Hmm, so my ORAS plugin would have to consider remo...
# plugins
f
Hmm, so my ORAS plugin would have to consider remote state in the registry when figuring out what to push, which means that my rules are going to be pretty impure. Is this a fundamental problem or would it be OK? I am guessing that the Get(ProcessResult) calls in the rules would invalidate the cache and make sure that I don’t reuse stale remote state?
Plugin is coming along btw, I am now able to push stuff to an ORAS registry using Pants! Thanks again @gorgeous-winter-99296 and @curved-television-6568 for your excellent help!
I have to say, my first impression of the Pants architecture was pretty intimidating, but now that my head is adjusting to it, I think it’s really cool, and fun to program with!
1
g
Hmm.

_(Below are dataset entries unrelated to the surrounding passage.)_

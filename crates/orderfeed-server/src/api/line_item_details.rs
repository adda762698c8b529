use axum::{
    extract::{Path, State},
    Extension, Json,
};
use chrono::{DateTime, Utc};
use orderfeed_core::LINE_ITEM_DETAIL_PARTITION;
use serde::Serialize;

use crate::middleware::RequestId;

use super::{map_db_error, ApiError, ApiResponse, AppState, ResponseMeta};

#[derive(Debug, Serialize)]
pub(super) struct LineItemDetailItem {
    id: String,
    order_id: String,
    partition_key: String,
    document: serde_json::Value,
    created_at: DateTime<Utc>,
    updated_at: DateTime<Utc>,
}

pub(super) async fn get_line_item_detail(
    State(state): State<AppState>,
    Extension(req_id): Extension<RequestId>,
    Path(order_id): Path<String>,
) -> Result<Json<ApiResponse<LineItemDetailItem>>, ApiError> {
    let row = orderfeed_db::get_line_item_detail(&state.pool, LINE_ITEM_DETAIL_PARTITION, &order_id)
        .await
        .map_err(|e| map_db_error(req_id.0.clone(), &e))?
        .ok_or_else(|| {
            ApiError::new(
                req_id.0.clone(),
                "not_found",
                format!("no line item detail for order {order_id}"),
            )
        })?;

    Ok(Json(ApiResponse {
        data: LineItemDetailItem {
            id: row.id,
            order_id: row.order_id,
            partition_key: row.partition_key,
            document: row.data,
            created_at: row.created_at,
            updated_at: row.updated_at,
        },
        meta: ResponseMeta::new(req_id.0),
    }))
}
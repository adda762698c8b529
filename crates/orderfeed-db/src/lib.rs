//! Postgres access for orderfeed: pool setup, migrations and the line item
//! detail document table.

mod error;
pub mod line_item_details;
mod pool;

pub use error::DbError;
pub use line_item_details::{
    find_line_item_details, get_line_item_detail, upsert_line_item_detail, LineItemDetailRow,
};
pub use pool::{
    connect_pool, connect_pool_from_env, health_check, ping, run_migrations, PoolConfig,
};
use super::*;

fn settings(api_url: &str) -> CommerceSettings {
    CommerceSettings {
        api_url: api_url.to_owned(),
        auth_url: "https://auth.example.com".to_owned(),
        client_id: "client".to_owned(),
        client_secret: "secret".to_owned(),
        scope: "FullAccess".to_owned(),
        timeout_secs: 30,
        page_size: 100,
        max_retries: 0,
        backoff_base_ms: 0,
    }
}

fn test_client(api_url: &str) -> CommerceClient {
    CommerceClient::new(&settings(api_url)).expect("client construction should not fail")
}

#[test]
fn build_url_prefixes_version_segment() {
    let client = test_client("https://api.example.com");
    let url = client
        .build_url(&["orders", "Incoming", "SO-1", "worksheet"], &[])
        .unwrap();
    assert_eq!(
        url.as_str(),
        "https://api.example.com/v1/orders/Incoming/SO-1/worksheet"
    );
}

#[test]
fn build_url_keeps_base_path_and_strips_trailing_slash() {
    let client = test_client("https://gateway.example.com/commerce/");
    let url = client.build_url(&["buyers", "b-1"], &[]).unwrap();
    assert_eq!(
        url.as_str(),
        "https://gateway.example.com/commerce/v1/buyers/b-1"
    );
}

#[test]
fn build_url_encodes_segments_and_query() {
    let client = test_client("https://api.example.com");
    let url = client
        .build_url(
            &["orders", "Outgoing"],
            &[("page", "1"), ("ID", "SO 1-*")],
        )
        .unwrap();
    assert_eq!(
        url.as_str(),
        "https://api.example.com/v1/orders/Outgoing?page=1&ID=SO+1-*"
    );

    let url = client.build_url(&["suppliers", "a/b"], &[]).unwrap();
    assert_eq!(url.as_str(), "https://api.example.com/v1/suppliers/a%2Fb");
}

#[test]
fn token_url_is_derived_from_auth_url() {
    let client = test_client("https://api.example.com");
    assert_eq!(
        client.token_url.as_str(),
        "https://auth.example.com/oauth/token"
    );
}

#[test]
fn page_size_is_clamped() {
    let mut s = settings("https://api.example.com");
    s.page_size = 1_000;
    let client = CommerceClient::new(&s).unwrap();
    assert_eq!(client.page_size, 100);
}

#[test]
fn invalid_base_url_is_rejected() {
    let result = CommerceClient::new(&settings("not a url"));
    assert!(matches!(result, Err(CommerceError::InvalidBaseUrl { .. })));
}

#[test]
fn settings_debug_redacts_secret() {
    let rendered = format!("{:?}", settings("https://api.example.com"));
    assert!(!rendered.contains("\"secret\""));
    assert!(rendered.contains("[redacted]"));
}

I'd say "depends". Rule runs are cached (inside a
pantsd
session) based on the inputs. So you get a tree of dependencies... same request and same other-inputs (e.g. packages in your case?) = whole run is elided and cached response is returned. Process runs are cached (even across sessions) based on the Process parameters. You can configure caching a bit more exactly both on the process (never, in-session, across-session) with
ProcessCacheScope
. For rules, you can subclass
EngineAwareReturnType
for your return type and implement various functions on that to control caching behavior.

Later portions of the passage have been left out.